Source records:
*** Begin section ***

//! Save, load and clear.

use std::fs::File;
use std::io::{BufRead, BufReader, BufWriter, Write};
use std::path::{Path, PathBuf};

use profilekit_codec::ValueCodec;
use profilekit_model::{FieldCatalog, FieldDescriptor, HostObject, Tag};
use tracing::{debug, info, warn};

use crate::config::ProfileConfig;
use crate::diagnostics::{DiagnosticSink, GENERAL_ERROR, TracingDiagnostics};
use crate::error::{MalformedRecord, ProfileError, ProfileResult};
use crate::location::ProfileLocation;
use crate::record::{RecordEntry, capture_entry};

/// Persists tagged host fields to profile records and restores them.
///
/// The engine holds no per-call state; every operation receives its host
/// object fresh. It does no locking, so concurrent calls on the same host or
/// file must be serialized by the caller.
pub struct ProfileEngine<D = TracingDiagnostics> {
    config: ProfileConfig,
    diagnostics: D,
}

impl ProfileEngine<TracingDiagnostics> {
    /// Engine with the default record format, reporting through `tracing`.
    pub fn new() -> Self {
        Self::with_diagnostics(TracingDiagnostics)
    }
}

impl Default for ProfileEngine<TracingDiagnostics> {
    fn default() -> Self {
        Self::new()
    }
}

impl<D: DiagnosticSink> ProfileEngine<D> {
    pub fn with_diagnostics(diagnostics: D) -> Self {
        Self {
            config: ProfileConfig::default(),
            diagnostics,
        }
    }

    /// Engine with a custom record format. The configuration is validated.
    pub fn with_config(config: ProfileConfig, diagnostics: D) -> ProfileResult<Self> {
        config.validate()?;
        Ok(Self {
            config,
            diagnostics,
        })
    }

    pub fn config(&self) -> &ProfileConfig {
        &self.config
    }

    pub fn diagnostics(&self) -> &D {
        &self.diagnostics
    }

    pub fn into_diagnostics(self) -> D {
        self.diagnostics
    }

    /// Saves every field of `host` tagged `tag` to `directory/name.<ext>`.
    ///
    /// An existing file is overwritten. Returns the path written. If a field
    /// cannot be read or encoded, the file is left on disk holding the lines
    /// written so far.
    pub fn save<H: HostObject>(
        &self,
        host: &H,
        tag: &Tag,
        directory: impl Into<PathBuf>,
        name: &str,
    ) -> ProfileResult<PathBuf> {
        let location = ProfileLocation::new(directory, name)?;
        self.save_at(host, tag, &location)
    }

    /// Saves to an already validated location.
    pub fn save_at<H: HostObject>(
        &self,
        host: &H,
        tag: &Tag,
        location: &ProfileLocation,
    ) -> ProfileResult<PathBuf> {
        let descriptors = FieldCatalog::discover::<H>(tag)?;
        let path = location.path(&self.config.extension);

        let mut writer = BufWriter::new(File::create(&path)?);
        let written = self.write_entries(host, &descriptors, &mut writer)?;
        writer.flush()?;

        info!(tag = %tag, path = %path.display(), fields = written, "Profile saved");
        Ok(path)
    }

    /// Writes the record for `host` and `tag` to an arbitrary writer.
    pub fn save_to<H: HostObject, W: Write>(
        &self,
        host: &H,
        tag: &Tag,
        mut writer: W,
    ) -> ProfileResult<()> {
        let descriptors = FieldCatalog::discover::<H>(tag)?;
        let written = self.write_entries(host, &descriptors, &mut writer)?;
        writer.flush()?;
        debug!(tag = %tag, fields = written, "Profile record written");
        Ok(())
    }

    fn write_entries<H: HostObject, W: Write>(
        &self,
        host: &H,
        descriptors: &[FieldDescriptor],
        writer: &mut W,
    ) -> ProfileResult<usize> {
        let separator = self.config.separator;
        for descriptor in descriptors {
            capture_entry(host, descriptor, separator)?.write_to(writer, separator)?;
        }
        Ok(descriptors.len())
    }

    /// Restores field values from the profile file at `path`.
    ///
    /// The path is used as given; no extension is required.
    pub fn load<H: HostObject>(&self, host: &mut H, path: impl AsRef<Path>) -> ProfileResult<()> {
        let path = path.as_ref();
        let reader = BufReader::new(File::open(path)?);
        debug!(path = %path.display(), "Loading profile");
        self.load_from(host, reader)
    }

    /// Restores field values from a profile record, line by line.
    ///
    /// The first malformed line (invalid UTF-8, wrong separator count, or a
    /// name that does not resolve to a field) is reported on the diagnostic
    /// channel and ends the load; lines applied before it stay applied. A
    /// mutator that rejects its value is reported and the load continues with
    /// the next line. Only I/O errors, an unusable field table and
    /// unsupported field types are returned as errors.
    pub fn load_from<H: HostObject, R: BufRead>(
        &self,
        host: &mut H,
        mut reader: R,
    ) -> ProfileResult<()> {
        let separator = self.config.separator;
        let mut applied = 0usize;
        let mut buf = Vec::new();
        let mut line_no = 0usize;

        loop {
            buf.clear();
            if reader.read_until(b'\n', &mut buf)? == 0 {
                break;
            }
            line_no += 1;

            let parsed = decode_line(&buf, line_no)
                .and_then(|line| RecordEntry::parse(line, separator, line_no));
            let entry = match parsed {
                Ok(entry) => entry,
                Err(malformed) => {
                    self.report_malformed(&malformed);
                    break;
                }
            };

            let canonical = entry.canonical_name();
            let Some(descriptor) = FieldCatalog::resolve::<H>(canonical)? else {
                self.report_malformed(&MalformedRecord::UnknownField {
                    line: line_no,
                    field: canonical.to_string(),
                });
                break;
            };

            let value = ValueCodec::decode(&descriptor.category, &entry.raw)
                .map_err(|e| ProfileError::from_codec(canonical, e))?;

            match host.invoke_mutator(canonical, value) {
                Ok(()) => {
                    debug!(field = %canonical, line = line_no, "Field restored");
                    applied += 1;
                }
                Err(e) => {
                    warn!(field = %canonical, line = line_no, error = %e, "Mutator rejected profile value");
                    self.diagnostics.report(GENERAL_ERROR);
                }
            }
        }

        info!(fields = applied, "Profile loaded");
        Ok(())
    }

    /// Resets every field of `host` tagged `tag` to its default value.
    ///
    /// Text fields become empty and boolean fields `false`. An unsupported
    /// field aborts the call, leaving the fields after it untouched. A
    /// mutator that rejects the default is reported and skipped.
    pub fn clear<H: HostObject>(&self, host: &mut H, tag: &Tag) -> ProfileResult<()> {
        let descriptors = FieldCatalog::discover::<H>(tag)?;
        let mut cleared = 0usize;

        for descriptor in &descriptors {
            let canonical = descriptor.canonical_name();
            let value = ValueCodec::default_value(&descriptor.category)
                .map_err(|e| ProfileError::from_codec(canonical, e))?;

            match host.invoke_mutator(canonical, value) {
                Ok(()) => cleared += 1,
                Err(e) => {
                    warn!(field = %canonical, error = %e, "Mutator rejected default value");
                    self.diagnostics.report(GENERAL_ERROR);
                }
            }
        }

        info!(tag = %tag, fields = cleared, "Profile fields cleared");
        Ok(())
    }

    fn report_malformed(&self, malformed: &MalformedRecord) {
        warn!(error = %malformed, "Malformed profile line, stopping load");
        self.diagnostics.report(GENERAL_ERROR);
    }
}

/// Strips the line terminator (`\n` or `\r\n`) and decodes the line.
fn decode_line(bytes: &[u8], line_no: usize) -> Result<&str, MalformedRecord> {
    let bytes = bytes.strip_suffix(b"\n").unwrap_or(bytes);
    let bytes = bytes.strip_suffix(b"\r").unwrap_or(bytes);
    std::str::from_utf8(bytes).map_err(|_| MalformedRecord::Encoding { line: line_no })
}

*** End section ***

Transcribe each of the records verbatim.

◆ **Result below**
//! Save, load and clear.

use std::fs::File;
use std::io::{BufRead, BufReader, BufWriter, Write};
use std::path::{Path, PathBuf};

use profilekit_codec::ValueCodec;
use profilekit_model::{FieldCatalog, FieldDescriptor, HostObject, Tag};
use tracing::{debug, info, warn};

use crate::config::ProfileConfig;
use crate::diagnostics::{DiagnosticSink, GENERAL_ERROR, TracingDiagnostics};
use crate::error::{MalformedRecord, ProfileError, ProfileResult};
use crate::location::ProfileLocation;
use crate::record::{RecordEntry, capture_entry};

/// Persists tagged host fields to profile records and restores them.
///
/// The engine holds no per-call state; every operation receives its host
/// object fresh. It does no locking, so concurrent calls on the same host or
/// file must be serialized by the caller.
pub struct ProfileEngine<D = TracingDiagnostics> {
    config: ProfileConfig,
    diagnostics: D,
}

impl ProfileEngine<TracingDiagnostics> {
    /// Engine with the default record format, reporting through `tracing`.
    pub fn new() -> Self {
        Self::with_diagnostics(TracingDiagnostics)
    }
}

impl Default for ProfileEngine<TracingDiagnostics> {
    fn default() -> Self {
        Self::new()
    }
}

impl<D: DiagnosticSink> ProfileEngine<D> {
    pub fn with_diagnostics(diagnostics: D) -> Self {
        Self {
            config: ProfileConfig::default(),
            diagnostics,
        }
    }

    /// Engine with a custom record format. The configuration is validated.
    pub fn with_config(config: ProfileConfig, diagnostics: D) -> ProfileResult<Self> {
        config.validate()?;
        Ok(Self {
            config,
            diagnostics,
        })
    }

    pub fn config(&self) -> &ProfileConfig {
        &self.config
    }

    pub fn diagnostics(&self) -> &D {
        &self.diagnostics
    }

    pub fn into_diagnostics(self) -> D {
        self.diagnostics
    }

    /// Saves every field of `host` tagged `tag` to `directory/name.<ext>`.
    ///
    /// An existing file is overwritten. Returns the path written. If a field
    /// cannot be read or encoded, the file is left on disk holding the lines
    /// written so far.
    pub fn save<H: HostObject>(
        &self,
        host: &H,
        tag: &Tag,
        directory: impl Into<PathBuf>,
        name: &str,
    ) -> ProfileResult<PathBuf> {
        let location = ProfileLocation::new(directory, name)?;
        self.save_at(host, tag, &location)
    }

    /// Saves to an already validated location.
    pub fn save_at<H: HostObject>(
        &self,
        host: &H,
        tag: &Tag,
        location: &ProfileLocation,
    ) -> ProfileResult<PathBuf> {
        let descriptors = FieldCatalog::discover::<H>(tag)?;
        let path = location.path(&self.config.extension);

        let mut writer = BufWriter::new(File::create(&path)?);
        let written = self.write_entries(host, &descriptors, &mut writer)?;
        writer.flush()?;

        info!(tag = %tag, path = %path.display(), fields = written, "Profile saved");
        Ok(path)
    }

    /// Writes the record for `host` and `tag` to an arbitrary writer.
    pub fn save_to<H: HostObject, W: Write>(
        &self,
        host: &H,
        tag: &Tag,
        mut writer: W,
    ) -> ProfileResult<()> {
        let descriptors = FieldCatalog::discover::<H>(tag)?;
        let written = self.write_entries(host, &descriptors, &mut writer)?;
        writer.flush()?;
        debug!(tag = %tag, fields = written, "Profile record written");
        Ok(())
    }

    fn write_entries<H: HostObject, W: Write>(
        &self,
        host: &H,
        descriptors: &[FieldDescriptor],
        writer: &mut W,
    ) -> ProfileResult<usize> {
        let separator = self.config.separator;
        for descriptor in descriptors {
            capture_entry(host, descriptor, separator)?.write_to(writer, separator)?;
        }
        Ok(descriptors.len())
    }

    /// Restores field values from the profile file at `path`.
    ///
    /// The path is used as given; no extension is required.
    pub fn load<H: HostObject>(&self, host: &mut H, path: impl AsRef<Path>) -> ProfileResult<()> {
        let path = path.as_ref();
        let reader = BufReader::new(File::open(path)?);
        debug!(path = %path.display(), "Loading profile");
        self.load_from(host, reader)
    }

    /// Restores field values from a profile record, line by line.
    ///
    /// The first malformed line (invalid UTF-8, wrong separator count, or a
    /// name that does not resolve to a field) is reported on the diagnostic
    /// channel and ends the load; lines applied before it stay applied. A
    /// mutator that rejects its value is reported and the load continues with
    /// the next line. Only I/O errors, an unusable field table and
    /// unsupported field types are returned as errors.
    pub fn load_from<H: HostObject, R: BufRead>(
        &self,
        host: &mut H,
        mut reader: R,
    ) -> ProfileResult<()> {
        let separator = self.config.separator;
        let mut applied = 0usize;
        let mut buf = Vec::new();
        let mut line_no = 0usize;

        loop {
            buf.clear();
            if reader.read_until(b'\n', &mut buf)? == 0 {
                break;
            }
            line_no += 1;

            let parsed = decode_line(&buf, line_no)
                .and_then(|line| RecordEntry::parse(line, separator, line_no));
            let entry = match parsed {
                Ok(entry) => entry,
                Err(malformed) => {
                    self.report_malformed(&malformed);
                    break;
                }
            };

            let canonical = entry.canonical_name();
            let Some(descriptor) = FieldCatalog::resolve::<H>(canonical)? else {
                self.report_malformed(&MalformedRecord::UnknownField {
                    line: line_no,
                    field: canonical.to_string(),
                });
                break;
            };

            let value = ValueCodec::decode(&descriptor.category, &entry.raw)
                .map_err(|e| ProfileError::from_codec(canonical, e))?;

            match host.invoke_mutator(canonical, value) {
                Ok(()) => {
                    debug!(field = %canonical, line = line_no, "Field restored");
                    applied += 1;
                }
                Err(e) => {
                    warn!(field = %canonical, line = line_no, error = %e, "Mutator rejected profile value");
                    self.diagnostics.report(GENERAL_ERROR);
                }
            }
        }

        info!(fields = applied, "Profile loaded");
        Ok(())
    }

    /// Resets every field of `host` tagged `tag` to its default value.
    ///
    /// Text fields become empty and boolean fields `false`. An unsupported
    /// field aborts the call, leaving the fields after it untouched. A
    /// mutator that rejects the default is reported and skipped.
    pub fn clear<H: HostObject>(&self, host: &mut H, tag: &Tag) -> ProfileResult<()> {
        let descriptors = FieldCatalog::discover::<H>(tag)?;
        let mut cleared = 0usize;

        for descriptor in &descriptors {
            let canonical = descriptor.canonical_name();
            let value = ValueCodec::default_value(&descriptor.category)
                .map_err(|e| ProfileError::from_codec(canonical, e))?;

            match host.invoke_mutator(canonical, value) {
                Ok(()) => cleared += 1,
                Err(e) => {
                    warn!(field = %canonical, error = %e, "Mutator rejected default value");
                    self.diagnostics.report(GENERAL_ERROR);
                }
            }
        }

        info!(tag = %tag, fields = cleared, "Profile fields cleared");
        Ok(())
    }

    fn report_malformed(&self, malformed: &MalformedRecord) {
        warn!(error = %malformed, "Malformed profile line, stopping load");
        self.diagnostics.report(GENERAL_ERROR);
    }
}

/// Strips the line terminator (`\n` or `\r\n`) and decodes the line.
fn decode_line(bytes: &[u8], line_no: usize) -> Result<&str, MalformedRecord> {
    let bytes = bytes.strip_suffix(b"\n").unwrap_or(bytes);
    let bytes = bytes.strip_suffix(b"\r").unwrap_or(bytes);
    std::str::from_utf8(bytes).map_err(|_| MalformedRecord::Encoding { line: line_no })
}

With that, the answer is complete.